RALEIGH, N.C. (Paul A. Specht | The News and Observer) - In the wake of a shooting in Florida that left 17 high school students dead, a North Carolina legislator is encouraging people to report suspicious behavior – even if it means defying what he called the "PC police."
State Sen. Ronald Rabin, a Republican from Harnett County, is worried some people won't report suspicious behavior because they're afraid of being seen as insensitive, he said in a Facebook post and interview Monday.
A 19-year-old, Nikolas Cruz, is charged with 17 counts of premeditated murder following a shooting rampage with an AR-15 rifle on Feb. 14 that left 17 dead at Marjory Stoneman Douglas High School in Parkland, Florida.
"Information provided by humans (HUMINT) is most valuable in derailing terrorism. All the Intel cannot come just from professionals. All Must call! The problem is that the politically correct police make it a "no-no" to say anything that may hurt feelings or offend anyone in any way," Rabin posted.
He continued: "Folks be alert, watch and report. Law enforcement react. This is the best deterrent to these acts of violence. Do not let the unidentified, ubiquitous PC Police interfere with stopping these heinous acts."
In Florida, students and parents did indeed report what they saw, he acknowledged in a telephone interview. He said his post isn't meant to be a criticism of the Parkland community.
"Everything I've seen out of Florida shows that the reporting was done ... My understanding is that some of the students did say something. Then the parents were disturbed enough that they said something. But it never went any further," Rabin said.
He said he's disappointed that authorities didn't act on "ample evidence" that the suspect was "not quite right."
A social services agency did a psychiatric evaluation of Cruz in 2016 after he sent out a Snapchat video in which he cut his arms and said he wanted to buy a gun, according to a November 2016 Florida Department of Children and Families investigative report obtained by NBC News.
However, after speaking with the teenager, health professionals chose not to hospitalize him.
The high school suspended Cruz for disciplinary reasons last year. Then, less than six weeks prior to the shooting, someone who knew Cruz called an FBI tip line to complain about him but no one followed up. In a statement, the FBI said the tip should have been "assessed as a potential threat to life" and forwarded to the bureau's Miami field office for investigation – but that the proper procedures weren't followed.
"In this particular case, it looks like it was the FBI that didn't follow up. They knew and did nothing. I don't know why," Rabin said.
That said, Rabin worries that a growing culture of "political correctness" might deter people from reporting suspicious behavior in the future.

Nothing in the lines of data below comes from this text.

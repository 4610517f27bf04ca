//! Run-scoped key/value cache
//!
//! Backs memoized derived properties. A stored "nothing" (`None`) is kept
//! distinct from an absent key, and a default factory runs at most once per
//! key until the cache is cleared.

use std::any::Any;
use std::cell::RefCell;
use std::collections::HashMap;
use std::rc::Rc;

/// Cache misuse
#[derive(Debug, Clone, PartialEq, Eq, thiserror::Error)]
pub enum CacheError {
    #[error("Cache key must be a non-empty string")]
    InvalidKey,

    #[error("Default factory for cache key {0:?} produced no value")]
    UndefinedDefault(String),

    #[error("Cache key {0:?} holds a value of another type")]
    TypeMismatch(String),
}

type Slot = Option<Rc<dyn Any>>;

/// Key/value store with lazily computed defaults
#[derive(Default)]
pub struct Cache {
    entries: RefCell<HashMap<String, Slot>>,
}

impl Cache {
    pub fn new() -> Self {
        Self::default()
    }

    fn check_key(key: &str) -> Result<(), CacheError> {
        if key.is_empty() {
            return Err(CacheError::InvalidKey);
        }
        Ok(())
    }

    /// Store a value verbatim; `None` is stored as a present-but-empty entry
    pub fn set<T: Any>(&self, key: &str, value: Option<T>) -> Result<(), CacheError> {
        Self::check_key(key)?;
        let slot = value.map(|v| Rc::new(v) as Rc<dyn Any>);
        self.entries.borrow_mut().insert(key.to_string(), slot);
        Ok(())
    }

    /// `None` if absent, `Some(None)` if stored empty, `Some(Some(v))` otherwise.
    /// A value of another type reads as absent.
    pub fn get<T: Any>(&self, key: &str) -> Option<Option<Rc<T>>> {
        let entries = self.entries.borrow();
        match entries.get(key)? {
            None => Some(None),
            Some(value) => Rc::clone(value).downcast::<T>().ok().map(Some),
        }
    }

    /// Whether the key is present, even if it holds nothing
    pub fn contains(&self, key: &str) -> bool {
        self.entries.borrow().contains_key(key)
    }

    /// Return the stored entry, or run `factory` once and store its result.
    /// A present key never runs the factory; one holding another type is an
    /// error rather than being overwritten.
    ///
    /// The factory runs without the cache borrowed, so it may read or write
    /// other keys.
    pub fn get_or_insert_with<T, F>(&self, key: &str, factory: F) -> Result<Option<Rc<T>>, CacheError>
    where
        T: Any,
        F: FnOnce() -> Option<T>,
    {
        Self::check_key(key)?;
        if let Some(slot) = self.entries.borrow().get(key) {
            return match slot {
                None => Ok(None),
                Some(value) => Rc::clone(value)
                    .downcast::<T>()
                    .map(Some)
                    .map_err(|_| CacheError::TypeMismatch(key.to_string())),
            };
        }
        let value = factory().ok_or_else(|| CacheError::UndefinedDefault(key.to_string()))?;
        let value = Rc::new(value);
        self.entries
            .borrow_mut()
            .insert(key.to_string(), Some(Rc::clone(&value) as Rc<dyn Any>));
        Ok(Some(value))
    }

    /// Remove every entry
    pub fn clear(&self) {
        self.entries.borrow_mut().clear();
    }

    pub fn len(&self) -> usize {
        self.entries.borrow().len()
    }

    pub fn is_empty(&self) -> bool {
        self.entries.borrow().is_empty()
    }
}

impl std::fmt::Debug for Cache {
    fn fmt(&self, f: &mut std::fmt::Formatter<'_>) -> std::fmt::Result {
        f.debug_struct("Cache").field("entries", &self.len()).finish()
    }
}
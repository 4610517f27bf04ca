//! Inline Layout
//!
//! Inline formatting context (IFC): inline boxes and text flow horizontally
//! and wrap to new lines. Fragments are top-aligned within their line.

/// Line box - a horizontal line containing inline fragments
#[derive(Debug, Clone, PartialEq)]
pub struct LineBox {
    /// X position of line start
    pub x: f64,
    /// Y position of line
    pub y: f64,
    /// Width of the line
    pub width: f64,
    /// Height of the line (max height of all fragments)
    pub height: f64,
    /// Fragments on this line
    pub fragments: Vec<InlineFragment>,
}

/// A fragment of inline content on a line
#[derive(Debug, Clone, Copy, PartialEq)]
pub struct InlineFragment {
    /// Position on the line
    pub x: f64,
    pub width: f64,
    pub height: f64,
    /// Is this a text fragment?
    pub is_text: bool,
}

/// Inline formatting context
#[derive(Debug, Clone)]
pub struct InlineFormattingContext {
    /// Available width for the line
    container_width: f64,
    /// Starting X position
    start_x: f64,
    /// Current Y position
    cursor_y: f64,
    /// Current X position within line
    cursor_x: f64,
    /// Current line being built
    current_line: LineBox,
    /// Completed lines
    lines: Vec<LineBox>,
    /// Start a new line when content does not fit
    wrap: bool,
}

impl InlineFormattingContext {
    /// Create a new inline formatting context
    pub fn new(container_width: f64, start_x: f64, start_y: f64) -> Self {
        Self {
            container_width,
            start_x,
            cursor_y: start_y,
            cursor_x: start_x,
            current_line: Self::empty_line(start_x, start_y),
            lines: Vec::new(),
            wrap: true,
        }
    }

    /// Keep everything on one line (flex rows without `flex-wrap`)
    pub fn without_wrapping(mut self) -> Self {
        self.wrap = false;
        self
    }

    fn empty_line(x: f64, y: f64) -> LineBox {
        LineBox {
            x,
            y,
            width: 0.0,
            height: 0.0,
            fragments: Vec::new(),
        }
    }

    fn remaining(&self) -> f64 {
        self.start_x + self.container_width - self.cursor_x
    }

    fn push(&mut self, width: f64, height: f64, is_text: bool) -> (f64, f64) {
        let position = (self.cursor_x, self.current_line.y);
        self.current_line.fragments.push(InlineFragment {
            x: self.cursor_x,
            width,
            height,
            is_text,
        });
        self.current_line.height = self.current_line.height.max(height);
        self.cursor_x += width;
        self.current_line.width = self.cursor_x - self.start_x;
        position
    }

    /// Place an atomic inline box (margin box size), returning its top-left corner
    pub fn add_inline_box(&mut self, width: f64, height: f64) -> (f64, f64) {
        // Check if we need to wrap to new line
        if self.wrap && width > self.remaining() && !self.current_line.fragments.is_empty() {
            self.finish_line();
        }
        self.push(width, height, false)
    }

    /// Add a text run, breaking at whitespace
    pub fn add_text(&mut self, text: &str, char_width: f64, line_height: f64) {
        let space = char_width;
        for word in text.split_whitespace() {
            let width = word.chars().count() as f64 * char_width;
            let leading = if self.current_line.fragments.is_empty() { 0.0 } else { space };
            if self.wrap && leading + width > self.remaining() && !self.current_line.fragments.is_empty() {
                self.finish_line();
                self.push(width, line_height, true);
            } else {
                self.cursor_x += leading;
                self.push(width, line_height, true);
            }
        }
    }

    /// Finish the current line and start a new one
    pub fn finish_line(&mut self) {
        self.cursor_y += self.current_line.height;
        let line = std::mem::replace(&mut self.current_line, Self::empty_line(self.start_x, self.cursor_y));
        if !line.fragments.is_empty() {
            self.lines.push(line);
        }
        self.cursor_x = self.start_x;
    }

    /// Finalize and return all lines
    pub fn finish(mut self) -> Vec<LineBox> {
        self.finish_line();
        self.lines
    }

    /// Y position below the last finished line
    pub fn cursor_y(&self) -> f64 {
        self.cursor_y
    }

    /// Is anything placed yet?
    pub fn is_empty(&self) -> bool {
        self.lines.is_empty() && self.current_line.fragments.is_empty()
    }
}
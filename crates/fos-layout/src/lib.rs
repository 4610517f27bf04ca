//! fOS Layout Engine
//!
//! CSS box model and flow layout. Results are written onto DOM elements as
//! [`fos_dom::ElementGeometry`] so later stages only read geometry.

mod box_model;
mod engine;
mod inline;
mod layout_tree;

pub use box_model::{BoxDimensions, EdgeSizes};
pub use engine::{layout_document, layout_page, LayoutEngine};
pub use inline::{InlineFormattingContext, InlineFragment, LineBox};
pub use layout_tree::{BoxType, LayoutBox, LayoutTree};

"I would much rather have offended someone and not have the thing happen than have kept it to myself," he said, referring to a shooting.
Rabin suggested that the law enforcement community should add a bit of advice to the "Run, Hide, Fight" method of combating shooters.
"In addition to the 'run, hide and fight' campaign, add something that says you should report things up the chain," he said. "Make it more of a preemptive move that way."